Souffrance au travail : A Paris, des rencontres mensuelles autour de spécialistes de premier plan

Le club Café Théma crée, en partenariat l’association Diffusion des connaissances sur le travail humain (DCTH) de Marie Pezé, un cycle de rencontres destinées à partager des idées et expériences, autour de spécialistes de la santé au travail.

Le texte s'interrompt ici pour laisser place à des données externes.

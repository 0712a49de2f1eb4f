//! Echo protocol implementation.
//!
//! A simple echo service for throughput and I/O testing: every packet whose
//! command is DEFAULT goes back to the sender unchanged, header included.
//!
//! ## Use Cases
//!
//! 1. **Throughput testing**: Measure raw I/O throughput of the reactor
//!    without any application work per packet.
//!
//! 2. **Variable payload sizes**: Exercise framing with payloads from zero
//!    bytes up to the configured maximum, to surface partial read and write
//!    handling issues.
//!
//! 3. **Correctness validation**: Verify data integrity by comparing echoed
//!    packets against sent packets.
//!
//! ## Protocol Format
//!
//! ```text
//! Request:  <20-byte header: command=DEFAULT, length=N> <N payload bytes>
//! Response: the same header and payload
//!
//! Example:
//! Request:  {command=9, length=5, error=0, extra1=0, extra2=0} "hello"
//! Response: {command=9, length=5, error=0, extra1=0, extra2=0} "hello"
//! ```
//!
//! Packets with any other command are consumed and not answered.

pub mod handler;

pub use handler::{EchoFactory, EchoHandler};
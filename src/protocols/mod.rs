//! Protocol implementations.
//!
//! Each protocol supplies a `PacketHandler` and a `ConnectionFactory` that
//! the reactor uses for accepted sockets.
//!
//! - `echo`: Echo service, re-sends DEFAULT packets unchanged

pub mod echo;
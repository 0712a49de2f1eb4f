//! Owned payload storage.
//!
//! `ByteBuffer` is a fixed-size heap region. Cloning copies the bytes;
//! moving transfers the allocation. An unallocated buffer and an allocated
//! zero-length buffer are different states, although both compare equal
//! because equality only looks at contents.

use std::fmt;

/// Fixed-size owned byte region.
#[derive(Clone, Default)]
pub struct ByteBuffer {
    data: Option<Box<[u8]>>,
}

impl ByteBuffer {
    /// Create an unallocated buffer.
    pub fn new() -> Self {
        Self { data: None }
    }

    /// Allocate `len` zeroed bytes.
    pub fn zeroed(len: usize) -> Self {
        Self {
            data: Some(vec![0u8; len].into_boxed_slice()),
        }
    }

    /// Allocate a buffer holding a copy of `bytes`.
    pub fn copy_from_slice(bytes: &[u8]) -> Self {
        Self {
            data: Some(bytes.into()),
        }
    }

    /// Number of bytes held. Zero for an unallocated buffer.
    pub fn len(&self) -> usize {
        self.data.as_ref().map_or(0, |d| d.len())
    }

    pub fn is_empty(&self) -> bool {
        self.len() == 0
    }

    /// Whether a region is allocated, even if it has zero length.
    pub fn is_allocated(&self) -> bool {
        self.data.is_some()
    }

    pub fn as_slice(&self) -> &[u8] {
        self.data.as_deref().unwrap_or(&[])
    }

    pub fn as_mut_slice(&mut self) -> &mut [u8] {
        self.data.as_deref_mut().unwrap_or(&mut [])
    }

    /// Move the allocation out, leaving this buffer unallocated.
    pub fn take(&mut self) -> ByteBuffer {
        ByteBuffer {
            data: self.data.take(),
        }
    }

    /// Consume the buffer into a `Vec<u8>`.
    pub fn into_vec(self) -> Vec<u8> {
        self.data.map(Vec::from).unwrap_or_default()
    }
}

impl PartialEq for ByteBuffer {
    fn eq(&self, other: &Self) -> bool {
        self.as_slice() == other.as_slice()
    }
}

impl Eq for ByteBuffer {}

impl From<Vec<u8>> for ByteBuffer {
    fn from(v: Vec<u8>) -> Self {
        Self {
            data: Some(v.into_boxed_slice()),
        }
    }
}

impl From<&[u8]> for ByteBuffer {
    fn from(bytes: &[u8]) -> Self {
        Self::copy_from_slice(bytes)
    }
}

impl AsRef<[u8]> for ByteBuffer {
    fn as_ref(&self) -> &[u8] {
        self.as_slice()
    }
}

impl fmt::Debug for ByteBuffer {
    fn fmt(&self, f: &mut fmt::Formatter<'_>) -> fmt::Result {
        match &self.data {
            None => f.write_str("ByteBuffer(unallocated)"),
            Some(d) => write!(f, "ByteBuffer({} bytes)", d.len()),
        }
    }
}
//! Stream connection: packet framing over a non-blocking byte stream.
//!
//! The read side is an explicit state machine that survives suspension
//! between readiness events:
//!
//! ```text
//!            header complete, length > 0
//! AwaitingHeader ───────────────────────────▶ AwaitingPayload
//!       ▲   │                                        │
//!       │   │ length == 0: deliver empty packet      │ payload complete:
//!       │   ▼                                        │ deliver packet
//!       └───────────────────────────────────────────┘
//! ```
//!
//! Each call consumes what the socket currently holds, up to a packet
//! budget, and returns on the first would-block, keeping partial header or
//! payload bytes for the next call. After every delivered packet the send queue is drained
//! opportunistically.

use crate::runtime::connection::Connection;
use crate::runtime::send_queue::{Drain, SendQueue};
use crate::wire::{ByteBuffer, Packet, WireHeader, HEADER_SIZE};
use mio::event::Source;
use mio::net::TcpStream;
use std::io::{self, Read, Write};
use std::net::SocketAddr;
use std::ops::{Deref, DerefMut};
use std::os::unix::io::{AsRawFd, RawFd};
use tracing::{debug, trace, warn};

/// Default upper bound on a single payload (64 MB).
pub const DEFAULT_MAX_PAYLOAD_SIZE: usize = 64 * 1024 * 1024;

/// Default number of packets delivered per readable call.
pub const DEFAULT_READ_BUDGET: usize = 64;

/// Application hooks invoked by a stream connection.
///
/// Hooks receive the connection's send queue so they can reply without
/// re-entering the connection.
pub trait PacketHandler {
    /// Called once after the connection is registered with the reactor.
    fn on_start(&mut self, _queue: &mut SendQueue) {}

    /// Called for every complete packet, in arrival order.
    fn on_packet(&mut self, packet: Packet, queue: &mut SendQueue);

    /// Called when a drain attempt empties the send queue.
    fn on_queue_drained(&mut self, _queue: &mut SendQueue) {}
}

/// Read-side framing state.
#[derive(Debug)]
enum ReadState {
    AwaitingHeader {
        bytes: [u8; HEADER_SIZE],
        filled: usize,
    },
    AwaitingPayload {
        header: WireHeader,
        payload: ByteBuffer,
        filled: usize,
    },
}

impl Default for ReadState {
    fn default() -> Self {
        ReadState::AwaitingHeader {
            bytes: [0u8; HEADER_SIZE],
            filled: 0,
        }
    }
}

impl ReadState {
    /// Bytes of the current packet received so far.
    fn progress(&self) -> usize {
        match self {
            ReadState::AwaitingHeader { filled, .. } => *filled,
            ReadState::AwaitingPayload { filled, .. } => HEADER_SIZE + filled,
        }
    }
}

/// A connection that frames packets and queues replies.
///
/// Write interest is never requested from the reactor: the queue drains only
/// after a packet is delivered or when the reactor reports writability for
/// some other reason. Wrap in [`AutoFlagStreamConnection`] to have the
/// reactor watch for writability while bytes are pending.
pub struct StreamConnection<H, S = TcpStream> {
    stream: Option<S>,
    peer: Option<SocketAddr>,
    read_state: ReadState,
    queue: SendQueue,
    handler: H,
    max_payload_size: usize,
    read_budget: usize,
    /// Budget ran out before the socket would block.
    read_pending: bool,
}

impl<H: PacketHandler, S: Read + Write> StreamConnection<H, S> {
    pub fn new(stream: S, handler: H) -> Self {
        Self {
            stream: Some(stream),
            peer: None,
            read_state: ReadState::default(),
            queue: SendQueue::new(),
            handler,
            max_payload_size: DEFAULT_MAX_PAYLOAD_SIZE,
            read_budget: DEFAULT_READ_BUDGET,
            read_pending: false,
        }
    }

    /// Record the peer address for logging.
    pub fn with_peer(mut self, peer: SocketAddr) -> Self {
        self.peer = Some(peer);
        self
    }

    /// Payloads longer than this close the connection.
    pub fn with_max_payload_size(mut self, max: usize) -> Self {
        self.max_payload_size = max;
        self
    }

    /// Packets delivered per `handle_readable` call before yielding.
    pub fn with_read_budget(mut self, packets: usize) -> Self {
        self.read_budget = packets.max(1);
        self
    }

    pub fn handler(&self) -> &H {
        &self.handler
    }

    pub fn handler_mut(&mut self) -> &mut H {
        &mut self.handler
    }

    pub fn stream(&self) -> Option<&S> {
        self.stream.as_ref()
    }

    pub fn peer(&self) -> Option<SocketAddr> {
        self.peer
    }

    /// Queue a packet for sending. No I/O happens here.
    pub fn send(&mut self, packet: Packet) {
        self.queue.send(packet);
    }

    pub fn want_write(&self) -> bool {
        self.queue.want_write()
    }

    pub fn queue_len(&self) -> usize {
        self.queue.len()
    }

    pub fn is_closed(&self) -> bool {
        self.stream.is_none()
    }

    /// Whether the socket may still hold unread data after the last
    /// `handle_readable` call.
    pub fn read_pending(&self) -> bool {
        self.read_pending
    }

    /// Whether a payload is partially received.
    pub fn is_awaiting_payload(&self) -> bool {
        matches!(self.read_state, ReadState::AwaitingPayload { .. })
    }

    /// Run the application's start hook.
    pub fn start(&mut self) {
        if self.is_closed() {
            return;
        }
        self.handler.on_start(&mut self.queue);
    }

    /// Decode and deliver packets until the socket would block or the read
    /// budget is spent. In the latter case `read_pending` is set and the
    /// caller must call again without waiting for a new readiness event.
    pub fn handle_readable(&mut self) {
        self.read_pending = false;
        let mut delivered = 0;
        loop {
            if delivered == self.read_budget {
                self.read_pending = !self.is_closed();
                return;
            }
            match self.read_packet() {
                Ok(Some(packet)) => {
                    trace!(
                        peer = ?self.peer,
                        command = packet.header().command,
                        length = packet.header().length,
                        "Packet received"
                    );
                    self.handler.on_packet(packet, &mut self.queue);
                    delivered += 1;
                    self.flush();
                    if self.is_closed() {
                        return;
                    }
                }
                Ok(None) => return,
                Err(e) => {
                    let partial = self.read_state.progress();
                    if e.kind() == io::ErrorKind::UnexpectedEof {
                        debug!(peer = ?self.peer, partial, "Connection closed by peer");
                    } else {
                        warn!(peer = ?self.peer, partial, error = %e, "Read failed");
                    }
                    self.close();
                    return;
                }
            }
        }
    }

    /// Drain as much of the send queue as the socket accepts.
    pub fn flush(&mut self) {
        let Some(stream) = self.stream.as_mut() else {
            return;
        };
        if self.queue.is_empty() {
            return;
        }

        match self.queue.drain_into(stream) {
            Ok(Drain::Complete) => self.handler.on_queue_drained(&mut self.queue),
            Ok(Drain::Pending) => {
                trace!(
                    peer = ?self.peer,
                    queued = self.queue.len(),
                    pending_bytes = self.queue.pending_bytes(),
                    "Send queue pending"
                );
            }
            Err(e) => {
                warn!(peer = ?self.peer, error = %e, "Write failed");
                self.close();
            }
        }
    }

    /// Close the socket and discard all state. Safe to call repeatedly.
    pub fn close(&mut self) {
        if self.stream.take().is_some() {
            debug!(
                peer = ?self.peer,
                discarded = self.queue.len(),
                "Connection closed"
            );
        }
        self.queue.clear();
        self.read_state = ReadState::default();
        self.read_pending = false;
    }

    /// Advance the read state machine by as much as the socket allows.
    ///
    /// `Ok(None)` means the socket would block before a packet completed.
    fn read_packet(&mut self) -> io::Result<Option<Packet>> {
        let Some(stream) = self.stream.as_mut() else {
            return Ok(None);
        };

        loop {
            match &mut self.read_state {
                ReadState::AwaitingHeader { bytes, filled } => {
                    if !fill(stream, bytes, filled)? {
                        return Ok(None);
                    }
                    let header = WireHeader::from_bytes(bytes);
                    let length = header.length as usize;

                    if length == 0 {
                        self.read_state = ReadState::default();
                        return Ok(Some(Packet::from_wire(header, ByteBuffer::new())));
                    }
                    if length > self.max_payload_size {
                        return Err(io::Error::new(
                            io::ErrorKind::InvalidData,
                            format!(
                                "payload too large: {} > {}",
                                length, self.max_payload_size
                            ),
                        ));
                    }

                    self.read_state = ReadState::AwaitingPayload {
                        header,
                        payload: ByteBuffer::zeroed(length),
                        filled: 0,
                    };
                }
                ReadState::AwaitingPayload {
                    header,
                    payload,
                    filled,
                } => {
                    if !fill(stream, payload.as_mut_slice(), filled)? {
                        return Ok(None);
                    }
                    let packet = Packet::from_wire(*header, payload.take());
                    self.read_state = ReadState::default();
                    return Ok(Some(packet));
                }
            }
        }
    }
}

/// Read into `buf[*filled..]` until full or the socket would block.
///
/// Returns `true` once `buf` is full. A zero-length read is reported as
/// `UnexpectedEof`.
fn fill<R: Read>(src: &mut R, buf: &mut [u8], filled: &mut usize) -> io::Result<bool> {
    while *filled < buf.len() {
        match src.read(&mut buf[*filled..]) {
            Ok(0) => {
                return Err(io::Error::new(io::ErrorKind::UnexpectedEof, "EOF"));
            }
            Ok(n) => *filled += n,
            Err(ref e) if e.kind() == io::ErrorKind::WouldBlock => return Ok(false),
            Err(ref e) if e.kind() == io::ErrorKind::Interrupted => continue,
            Err(e) => return Err(e),
        }
    }
    Ok(true)
}

impl<H, S> Connection for StreamConnection<H, S>
where
    H: PacketHandler,
    S: Read + Write + Source + AsRawFd,
{
    fn fd(&self) -> Option<RawFd> {
        self.stream.as_ref().map(AsRawFd::as_raw_fd)
    }

    fn source(&mut self) -> Option<&mut dyn Source> {
        self.stream.as_mut().map(|s| s as &mut dyn Source)
    }

    fn on_start(&mut self) {
        self.start();
    }

    fn on_readable(&mut self) {
        self.handle_readable();
    }

    fn on_writable(&mut self) {
        self.flush();
    }

    fn wants_reread(&self) -> bool {
        self.read_pending
    }

    fn is_closed(&self) -> bool {
        StreamConnection::is_closed(self)
    }

    fn close(&mut self) {
        StreamConnection::close(self);
    }
}

/// Stream connection that keeps the reactor's write interest in sync with
/// its send queue.
///
/// While bytes are pending the reactor watches for writability and calls
/// `on_writable`, so replies are flushed even if the peer never sends again.
pub struct AutoFlagStreamConnection<H, S = TcpStream>(StreamConnection<H, S>);

impl<H: PacketHandler, S: Read + Write> AutoFlagStreamConnection<H, S> {
    pub fn new(inner: StreamConnection<H, S>) -> Self {
        Self(inner)
    }

    pub fn into_inner(self) -> StreamConnection<H, S> {
        self.0
    }
}

impl<H, S> Deref for AutoFlagStreamConnection<H, S> {
    type Target = StreamConnection<H, S>;

    fn deref(&self) -> &Self::Target {
        &self.0
    }
}

impl<H, S> DerefMut for AutoFlagStreamConnection<H, S> {
    fn deref_mut(&mut self) -> &mut Self::Target {
        &mut self.0
    }
}

impl<H, S> Connection for AutoFlagStreamConnection<H, S>
where
    H: PacketHandler,
    S: Read + Write + Source + AsRawFd,
{
    fn fd(&self) -> Option<RawFd> {
        Connection::fd(&self.0)
    }

    fn source(&mut self) -> Option<&mut dyn Source> {
        Connection::source(&mut self.0)
    }

    fn on_start(&mut self) {
        self.0.start();
    }

    fn on_readable(&mut self) {
        self.0.handle_readable();
    }

    fn on_writable(&mut self) {
        self.0.flush();
    }

    fn wants_write_interest(&self) -> bool {
        self.0.want_write()
    }

    fn wants_reread(&self) -> bool {
        self.0.read_pending()
    }

    fn is_closed(&self) -> bool {
        self.0.is_closed()
    }

    fn close(&mut self) {
        self.0.close();
    }
}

Ces rencontres mensuelles avec des spécialistes de la santé au travail ont commencé le mois dernier , avec une discussion générique sur la souffrance au travail. Elles se poursuivront à un rythme mensuel jusqu’en juin 2018. La prochaine session, prévue le 19 octobre, et animée par Marie Pezé, aura pour thème le burn-out avec une première discussion sur le thème du burn-out. Docteur en Psychologie, psychanalyste, Marie Pezé a créé la première consultation Souffrance et travail en 1997 au Centre d’accueil et de soins hospitaliers de Nanterre (92). Il en existe désormais 35. Elle est aussi à l’origine de la création du réseau et du site souffrance.et.travail.com.

 

Trois autres séances sont d’ores et déjà prévues, dont l’une, le 11 octobre, portera sur  le thème «Souffrance au travail : se défendre dans l’entreprise, présenter son dossier aux juges, comment faire ?», animée par l’avocate Rachel Saada spécialiste en droit social. Le 16 novembre, ce sera au tour de d’une autre avocate spécialisée, Maude Beckers, en tandem avec Marilyn Baldeck, issue de l’Association contre les violences faites aux femmes au travail, d’aborder un autre sujet délicat : « Harcèlement sexuel au travail : de quoi on parle ? Comment se défendre ? » Et le 6 décembre, Marie-France Hirigoyen, médecin psychiatre, psychanalyste, référence en matière de harcèlement moral, interviendra et répondra à la question : «Que dire sur le harcèlement moral en 2017 ?».

 

Ces problèmes restent d’une douloureuse actualité. « Malgré la prise de conscience depuis le choc des 35 suicides au sein de l’ex-France Télécoms, les salariés français malades du travail sont de plus en plus nombreux. Le phénomène ne fait que s’amplifier. Il y a urgence à agir », estiment les organisateurs.